● TASK STATEMENT
I'd like every record given again exactly, please.

● GIVEN ENTRIES
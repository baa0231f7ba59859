use thiserror::Error;

#[derive(Debug, Error)]
pub enum HwError {
    #[error("gpio error: {0}")]
    Gpio(String),
    #[error("pwm error: {0}")]
    Pwm(String),
    #[error("gamepad backend error: {0}")]
    Gamepad(String),
    #[error("io: {0}")]
    Io(#[from] std::io::Error),
}

pub type Result<T> = std::result::Result<T, HwError>;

● REPLY TO THE TASK
repository baa0231f7ba59859
use thiserror::Error;

#[derive(Debug, Error)]
pub enum HwError {
    #[error("gpio error: {0}")]
    Gpio(String),
    #[error("pwm error: {0}")]
    Pwm(String),
    #[error("gamepad backend error: {0}")]
    Gamepad(String),
    #[error("io: {0}")]
    Io(#[from] std::io::Error),
}

pub type Result<T> = std::result::Result<T, HwError>;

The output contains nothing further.